- Born: Barry Beauchamp Patten 11 July 1927 McKinnon, Melbourne, Victoria, Australia
- Died: 12 March 2003 (aged 75)
- Education: Melbourne Technical College; University of Melbourne;
- Occupation: Architect
- Children: 4 Samuel Patten Sophie Patten Toby Patten Victoria McCaffrey
- Practice: Yuncken Freeman and Griffiths and Simpson
- Buildings: Sidney Myer Music Bowl (1957–9); State Government Offices (1966–9); BHP House (1972);

= Barry Patten =

Australian alpine skier and architect (1927–2003)

Barry Beauchamp Patten (11 July 1927 – 13 March 2003) was an Australian Olympic alpine skier and architect who designed Melbourne's Sidney Myer Music Bowl.

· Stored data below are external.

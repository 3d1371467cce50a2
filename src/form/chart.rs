use std::collections::HashMap;
use serde::Serialize;
use serde_json::{Map, Value};

use crate::columns::ColumnCatalog;
use crate::error::FormError;
use super::view::PanelState;

#[derive(Debug, Clone, Copy, PartialEq, Eq, Hash, Serialize)]
#[serde(rename_all = "snake_case")]
pub enum ChartType {
    Histogram,
    Scatter,
    Line,
    Bar,
    Box,
    Pie,
    Heatmap,
}

/// Druh vstupu v paneli grafu
#[derive(Debug, Clone, Copy, PartialEq, Eq)]
pub enum FieldKind {
    Column,
    NumericColumn,
    /// Viac numerických stĺpcov, prázdny výber = všetky
    NumericColumns,
    PositiveInteger,
    /// Číslo v intervale [0, 1)
    Fraction,
    Flag,
    Choice(&'static [&'static str]),
}

#[derive(Debug, Clone, Copy, PartialEq, Eq)]
pub struct ChartField {
    pub name: &'static str,
    pub kind: FieldKind,
    pub required: bool,
}

const fn field(name: &'static str, kind: FieldKind, required: bool) -> ChartField {
    ChartField { name, kind, required }
}

const HISTOGRAM_FIELDS: &[ChartField] = &[
    field("hist_column", FieldKind::Column, true),
    field("hist_nbins", FieldKind::PositiveInteger, false),
    field("hist_color_column", FieldKind::Column, false),
];

const SCATTER_FIELDS: &[ChartField] = &[
    field("scatter_x_column", FieldKind::Column, true),
    field("scatter_y_column", FieldKind::Column, true),
    field("scatter_color_column", FieldKind::Column, false),
    field("scatter_size_column", FieldKind::NumericColumn, false),
];

const LINE_FIELDS: &[ChartField] = &[
    field("line_x_column", FieldKind::Column, true),
    field("line_y_column", FieldKind::Column, true),
    field("line_color_column", FieldKind::Column, false),
    field("line_markers", FieldKind::Flag, false),
];

const BAR_FIELDS: &[ChartField] = &[
    field("bar_x_column", FieldKind::Column, true),
    field("bar_y_column", FieldKind::Column, true),
    field("bar_color_column", FieldKind::Column, false),
    field("bar_orientation", FieldKind::Choice(&["v", "h"]), false),
    field("bar_mode", FieldKind::Choice(&["group", "stack", "overlay", "relative"]), false),
];

const BOX_FIELDS: &[ChartField] = &[
    field("box_y_column", FieldKind::Column, true),
    field("box_x_column", FieldKind::Column, false),
    field("box_color_column", FieldKind::Column, false),
    field("box_notched", FieldKind::Flag, false),
];

const PIE_FIELDS: &[ChartField] = &[
    field("pie_names_column", FieldKind::Column, true),
    field("pie_values_column", FieldKind::NumericColumn, true),
    field("pie_hole", FieldKind::Fraction, false),
];

const HEATMAP_FIELDS: &[ChartField] = &[
    field("heatmap_columns", FieldKind::NumericColumns, false),
];

impl ChartType {
    pub const ALL: [ChartType; 7] = [
        ChartType::Histogram,
        ChartType::Scatter,
        ChartType::Line,
        ChartType::Bar,
        ChartType::Box,
        ChartType::Pie,
        ChartType::Heatmap,
    ];

    pub fn parse(value: &str) -> Result<Self, FormError> {
        Self::ALL
            .iter()
            .copied()
            .find(|t| t.as_str() == value)
            .ok_or_else(|| FormError::UnknownChartType(value.to_string()))
    }

    pub fn as_str(&self) -> &'static str {
        match self {
            ChartType::Histogram => "histogram",
            ChartType::Scatter => "scatter",
            ChartType::Line => "line",
            ChartType::Bar => "bar",
            ChartType::Box => "box",
            ChartType::Pie => "pie",
            ChartType::Heatmap => "heatmap",
        }
    }

    pub fn fields(&self) -> &'static [ChartField] {
        match self {
            ChartType::Histogram => HISTOGRAM_FIELDS,
            ChartType::Scatter => SCATTER_FIELDS,
            ChartType::Line => LINE_FIELDS,
            ChartType::Bar => BAR_FIELDS,
            ChartType::Box => BOX_FIELDS,
            ChartType::Pie => PIE_FIELDS,
            ChartType::Heatmap => HEATMAP_FIELDS,
        }
    }

    pub fn required_fields(&self) -> Vec<&'static str> {
        self.fields().iter().filter(|f| f.required).map(|f| f.name).collect()
    }
}

#[derive(Debug, Clone, PartialEq)]
pub enum ChartEvent {
    TypeChanged(String),
    TitleChanged(String),
    FieldChanged { name: String, value: String },
    FlagChanged { name: String, checked: bool },
    ColumnsChanged { name: String, columns: Vec<String> },
}

#[derive(Debug, Clone, PartialEq)]
enum FieldValue {
    Text(String),
    Flag(bool),
    List(Vec<String>),
}

#[derive(Debug, Clone, PartialEq, Serialize)]
pub struct ChartView {
    pub chart_type: Option<ChartType>,
    pub panels: Vec<PanelState<ChartType>>,
    pub required_fields: Vec<&'static str>,
}

/// Telo požiadavky na vykreslenie grafu
#[derive(Debug, Clone, PartialEq, Serialize)]
pub struct ChartPayload {
    pub chart_type: ChartType,
    pub params: Map<String, Value>,
}

/// Formulár vizualizácie: typ grafu a jeho parametre
#[derive(Debug, Clone)]
pub struct ChartForm {
    catalog: ColumnCatalog,
    chart_type: Option<ChartType>,
    title: String,
    values: HashMap<String, FieldValue>,
}

impl ChartForm {
    pub fn new(catalog: ColumnCatalog) -> Self {
        Self {
            catalog,
            chart_type: None,
            title: String::new(),
            values: HashMap::new(),
        }
    }

    pub fn chart_type(&self) -> Option<ChartType> {
        self.chart_type
    }

    pub fn apply(&mut self, event: ChartEvent) -> Result<(), FormError> {
        match event {
            ChartEvent::TypeChanged(value) => {
                self.chart_type = if value.is_empty() { None } else { Some(ChartType::parse(&value)?) };
            }
            ChartEvent::TitleChanged(title) => self.title = title,
            ChartEvent::FieldChanged { name, value } => {
                self.values.insert(name, FieldValue::Text(value));
            }
            ChartEvent::FlagChanged { name, checked } => {
                self.values.insert(name, FieldValue::Flag(checked));
            }
            ChartEvent::ColumnsChanged { name, columns } => {
                self.values.insert(name, FieldValue::List(columns));
            }
        }
        Ok(())
    }

    pub fn view(&self) -> ChartView {
        ChartView {
            chart_type: self.chart_type,
            panels: ChartType::ALL
                .iter()
                .map(|&panel| PanelState {
                    panel,
                    visible: self.chart_type == Some(panel),
                })
                .collect(),
            required_fields: self.chart_type.map(|t| t.required_fields()).unwrap_or_default(),
        }
    }

    fn text(&self, name: &str) -> &str {
        match self.values.get(name) {
            Some(FieldValue::Text(text)) => text.trim(),
            _ => "",
        }
    }

    fn check_column(&self, column: &str, numeric: bool) -> Result<(), FormError> {
        if !self.catalog.contains(column) {
            return Err(FormError::UnknownColumn(column.to_string()));
        }
        if numeric && !self.catalog.is_numeric(column) {
            return Err(FormError::NonNumericColumn(column.to_string()));
        }
        Ok(())
    }

    /// Zostaví parametre len pre polia zvoleného typu grafu
    pub fn build_payload(&self) -> Result<ChartPayload, FormError> {
        let chart_type = self
            .chart_type
            .ok_or_else(|| FormError::UnknownChartType(String::new()))?;
        let mut params = Map::new();

        if !self.title.trim().is_empty() {
            params.insert("chart_title".to_string(), Value::from(self.title.trim()));
        }

        for field in chart_type.fields() {
            let value = match field.kind {
                FieldKind::Flag => match self.values.get(field.name) {
                    Some(FieldValue::Flag(checked)) => Some(Value::Bool(*checked)),
                    _ => Some(Value::Bool(false)),
                },
                FieldKind::NumericColumns => match self.values.get(field.name) {
                    Some(FieldValue::List(columns)) if !columns.is_empty() => {
                        for column in columns {
                            self.check_column(column, true)?;
                        }
                        Some(Value::from(columns.clone()))
                    }
                    _ => None,
                },
                kind => self.parse_text_field(field.name, kind)?,
            };

            match value {
                Some(value) => {
                    params.insert(field.name.to_string(), value);
                }
                None if field.required => {
                    return Err(FormError::MissingChartField {
                        chart: chart_type.as_str(),
                        field: field.name,
                    });
                }
                None => {}
            }
        }

        Ok(ChartPayload { chart_type, params })
    }

    fn parse_text_field(&self, name: &'static str, kind: FieldKind) -> Result<Option<Value>, FormError> {
        let text = self.text(name);
        if text.is_empty() {
            return Ok(None);
        }

        let invalid = || FormError::InvalidParam {
            name: name.to_string(),
            value: text.to_string(),
        };

        let value = match kind {
            FieldKind::Column => {
                self.check_column(text, false)?;
                Value::from(text)
            }
            FieldKind::NumericColumn => {
                self.check_column(text, true)?;
                Value::from(text)
            }
            FieldKind::PositiveInteger => {
                let n: u32 = text.parse().map_err(|_| invalid())?;
                if n == 0 {
                    return Err(FormError::ParamOutOfRange { name: name.to_string(), value: 0.0 });
                }
                Value::from(n)
            }
            FieldKind::Fraction => {
                let x: f64 = text.parse().map_err(|_| invalid())?;
                if !(0.0..1.0).contains(&x) {
                    return Err(FormError::ParamOutOfRange { name: name.to_string(), value: x });
                }
                Value::from(x)
            }
            FieldKind::Choice(options) => {
                if !options.contains(&text) {
                    return Err(invalid());
                }
                Value::from(text)
            }
            FieldKind::Flag | FieldKind::NumericColumns => return Ok(None),
        };

        Ok(Some(value))
    }
}

#[cfg(test)]
mod tests {
    use super::*;

    fn form() -> ChartForm {
        ChartForm::new(ColumnCatalog::new(
            ["age", "salary", "city"],
            &["age".to_string(), "salary".to_string()],
        ))
    }

    fn set(form: &mut ChartForm, name: &str, value: &str) {
        form.apply(ChartEvent::FieldChanged {
            name: name.to_string(),
            value: value.to_string(),
        })
        .unwrap();
    }

    #[test]
    fn one_panel_per_chart_type() {
        let mut form = form();
        assert!(form.view().panels.iter().all(|p| !p.visible));

        form.apply(ChartEvent::TypeChanged("pie".to_string())).unwrap();
        let view = form.view();
        let visible: Vec<_> = view.panels.iter().filter(|p| p.visible).map(|p| p.panel).collect();
        assert_eq!(visible, vec![ChartType::Pie]);
        assert_eq!(view.required_fields, vec!["pie_names_column", "pie_values_column"]);
    }

    #[test]
    fn scatter_requires_both_axes() {
        let mut form = form();
        form.apply(ChartEvent::TypeChanged("scatter".to_string())).unwrap();
        set(&mut form, "scatter_x_column", "age");

        let err = form.build_payload().unwrap_err();
        assert!(matches!(
            err,
            FormError::MissingChartField { chart: "scatter", field: "scatter_y_column" }
        ));

        set(&mut form, "scatter_y_column", "salary");
        let payload = form.build_payload().unwrap();
        assert_eq!(payload.params["scatter_x_column"], "age");
        assert!(!payload.params.contains_key("scatter_color_column"));
    }

    #[test]
    fn payload_only_contains_fields_of_current_chart() {
        let mut form = form();
        set(&mut form, "hist_column", "age");
        set(&mut form, "box_y_column", "salary");
        form.apply(ChartEvent::TypeChanged("box".to_string())).unwrap();
        form.apply(ChartEvent::TitleChanged(" Mzdy ".to_string())).unwrap();

        let payload = form.build_payload().unwrap();
        assert_eq!(payload.chart_type, ChartType::Box);
        assert_eq!(payload.params["chart_title"], "Mzdy");
        assert_eq!(payload.params["box_notched"], false);
        assert!(!payload.params.contains_key("hist_column"));
    }

    #[test]
    fn heatmap_accepts_empty_or_numeric_columns() {
        let mut form = form();
        form.apply(ChartEvent::TypeChanged("heatmap".to_string())).unwrap();
        assert!(form.build_payload().unwrap().params.is_empty());

        form.apply(ChartEvent::ColumnsChanged {
            name: "heatmap_columns".to_string(),
            columns: vec!["age".to_string(), "city".to_string()],
        })
        .unwrap();
        assert!(matches!(form.build_payload(), Err(FormError::NonNumericColumn(c)) if c == "city"));
    }

    #[test]
    fn numeric_parameters_are_validated() {
        let mut form = form();
        form.apply(ChartEvent::TypeChanged("pie".to_string())).unwrap();
        set(&mut form, "pie_names_column", "city");
        set(&mut form, "pie_values_column", "salary");
        set(&mut form, "pie_hole", "1.0");
        assert!(matches!(form.build_payload(), Err(FormError::ParamOutOfRange { .. })));

        set(&mut form, "pie_hole", "0.4");
        assert_eq!(form.build_payload().unwrap().params["pie_hole"], 0.4);

        form.apply(ChartEvent::TypeChanged("histogram".to_string())).unwrap();
        set(&mut form, "hist_column", "age");
        set(&mut form, "hist_nbins", "ten");
        assert!(matches!(form.build_payload(), Err(FormError::InvalidParam { .. })));
    }

    #[test]
    fn unknown_column_and_choice_are_rejected() {
        let mut form = form();
        form.apply(ChartEvent::TypeChanged("bar".to_string())).unwrap();
        set(&mut form, "bar_x_column", "city");
        set(&mut form, "bar_y_column", "ghost");
        assert!(matches!(form.build_payload(), Err(FormError::UnknownColumn(_))));

        set(&mut form, "bar_y_column", "salary");
        set(&mut form, "bar_orientation", "diagonal");
        assert!(matches!(form.build_payload(), Err(FormError::InvalidParam { .. })));
    }

    #[test]
    fn unknown_chart_type_is_rejected() {
        let mut form = form();
        assert!(matches!(
            form.apply(ChartEvent::TypeChanged("radar".to_string())),
            Err(FormError::UnknownChartType(_))
        ));
    }
}
/// Modul s algoritmami, ktoré si používateľ môže zvoliť vo formulári.
/// Typ algoritmu (regresia / klasifikácia / bez učiteľa) určuje, ktoré stĺpce
/// môžu byť cieľom a ktoré príznaky sú povolené.

pub mod registry;
pub mod factory;

pub use registry::{AlgorithmRegistry, AlgorithmInfo};
pub use factory::AlgorithmFactory;

use serde::{Serialize, Deserialize};
use crate::columns::ColumnType;

#[derive(Debug, Clone, Copy, PartialEq, Eq, Hash, Serialize, Deserialize)]
#[serde(rename_all = "snake_case")]
pub enum Algorithm {
    LinearRegression,
    RandomForestRegression,
    RandomForestClassification,
    Kmeans,
    Dbscan,
    Pca,
}

impl Algorithm {
    pub const ALL: [Algorithm; 6] = [
        Algorithm::LinearRegression,
        Algorithm::RandomForestRegression,
        Algorithm::RandomForestClassification,
        Algorithm::Kmeans,
        Algorithm::Dbscan,
        Algorithm::Pca,
    ];

    /// Hodnota, pod ktorou sa algoritmus odosiela serveru (`ml_algorithm`)
    pub fn as_str(&self) -> &'static str {
        match self {
            Algorithm::LinearRegression => "linear_regression",
            Algorithm::RandomForestRegression => "random_forest_regression",
            Algorithm::RandomForestClassification => "random_forest_classification",
            Algorithm::Kmeans => "kmeans",
            Algorithm::Dbscan => "dbscan",
            Algorithm::Pca => "pca",
        }
    }

    pub fn kind(&self) -> AlgorithmKind {
        match self {
            Algorithm::LinearRegression | Algorithm::RandomForestRegression => AlgorithmKind::Regression,
            Algorithm::RandomForestClassification => AlgorithmKind::Classification,
            Algorithm::Kmeans | Algorithm::Dbscan | Algorithm::Pca => AlgorithmKind::Unsupervised,
        }
    }

    pub fn panel(&self) -> ParamPanel {
        match self {
            Algorithm::LinearRegression
            | Algorithm::RandomForestRegression
            | Algorithm::RandomForestClassification => ParamPanel::Supervised,
            Algorithm::Kmeans => ParamPanel::Kmeans,
            Algorithm::Dbscan => ParamPanel::Dbscan,
            Algorithm::Pca => ParamPanel::Pca,
        }
    }
}

#[derive(Debug, Clone, Copy, PartialEq, Eq, Hash, Serialize, Deserialize)]
#[serde(rename_all = "snake_case")]
pub enum AlgorithmKind {
    Regression,
    Classification,
    Unsupervised,
}

impl AlgorithmKind {
    pub fn as_str(&self) -> &'static str {
        match self {
            AlgorithmKind::Regression => "regression",
            AlgorithmKind::Classification => "classification",
            AlgorithmKind::Unsupervised => "unsupervised",
        }
    }

    pub fn requires_target(&self) -> bool {
        !matches!(self, AlgorithmKind::Unsupervised)
    }

    /// Či stĺpec daného typu môže byť cieľovou premennou
    pub fn accepts_target(&self, column_type: ColumnType) -> bool {
        match self {
            AlgorithmKind::Regression => column_type == ColumnType::Numeric,
            AlgorithmKind::Classification => column_type == ColumnType::Categorical,
            AlgorithmKind::Unsupervised => false,
        }
    }
}

/// Panel s parametrami, ktorý sa zobrazí pre zvolený algoritmus
#[derive(Debug, Clone, Copy, PartialEq, Eq, Hash, Serialize, Deserialize)]
#[serde(rename_all = "snake_case")]
pub enum ParamPanel {
    Supervised,
    Kmeans,
    Dbscan,
    Pca,
}

impl ParamPanel {
    pub const ALL: [ParamPanel; 4] = [
        ParamPanel::Supervised,
        ParamPanel::Kmeans,
        ParamPanel::Dbscan,
        ParamPanel::Pca,
    ];

    /// Kľúč panelu, z ktorého sa skladá id elementu (`<prefix><key>`)
    pub fn key(&self) -> &'static str {
        match self {
            ParamPanel::Supervised => "supervised",
            ParamPanel::Kmeans => "kmeans",
            ParamPanel::Dbscan => "dbscan",
            ParamPanel::Pca => "pca",
        }
    }
}

/// Definícia jedného parametra algoritmu pre frontend
#[derive(Debug, Clone, Serialize, Deserialize)]
pub struct ParamDefinition {
    pub name: String,
    pub param_type: String,
    pub default_value: String,
    pub description: String,
    pub min: Option<f64>,
    pub max: Option<f64>,
    /// Hodnota musí byť ostro väčšia ako `min`
    pub exclusive_min: bool,
}

impl ParamDefinition {
    pub fn is_integer(&self) -> bool {
        self.param_type == "integer"
    }
}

==Background and early career==
Patten was born in , Melbourne, Victoria. He was educated at Caulfield Grammar School and he studied architecture first at Melbourne Technical College before completing his degree at the University of Melbourne in 1951. At age 24, he competed for Australia at the 1952 Winter Olympics in Oslo as an alpine skier, although he did not progress to the medal rounds.

Patten was the father of Samuel Patten, a former world champion and Olympic rower, who was part of the first incarnation of the Oarsome Foursome coxless four.

==Architectural career==
Patten joined the architecture firm of Yuncken Freeman Brothers, Griffiths and Simpson.

In 1957, he submitted a design for the Sidney Myer Music Bowl in Melbourne. His design was chosen for the bowl and he worked as the project architect.

Patten designed three buildings in Victoria which are now on the Victorian Heritage Register:
- the Myer Music Bowl;
- the former BHP House (now called 140 William Street);
- the Victoria State Government Offices.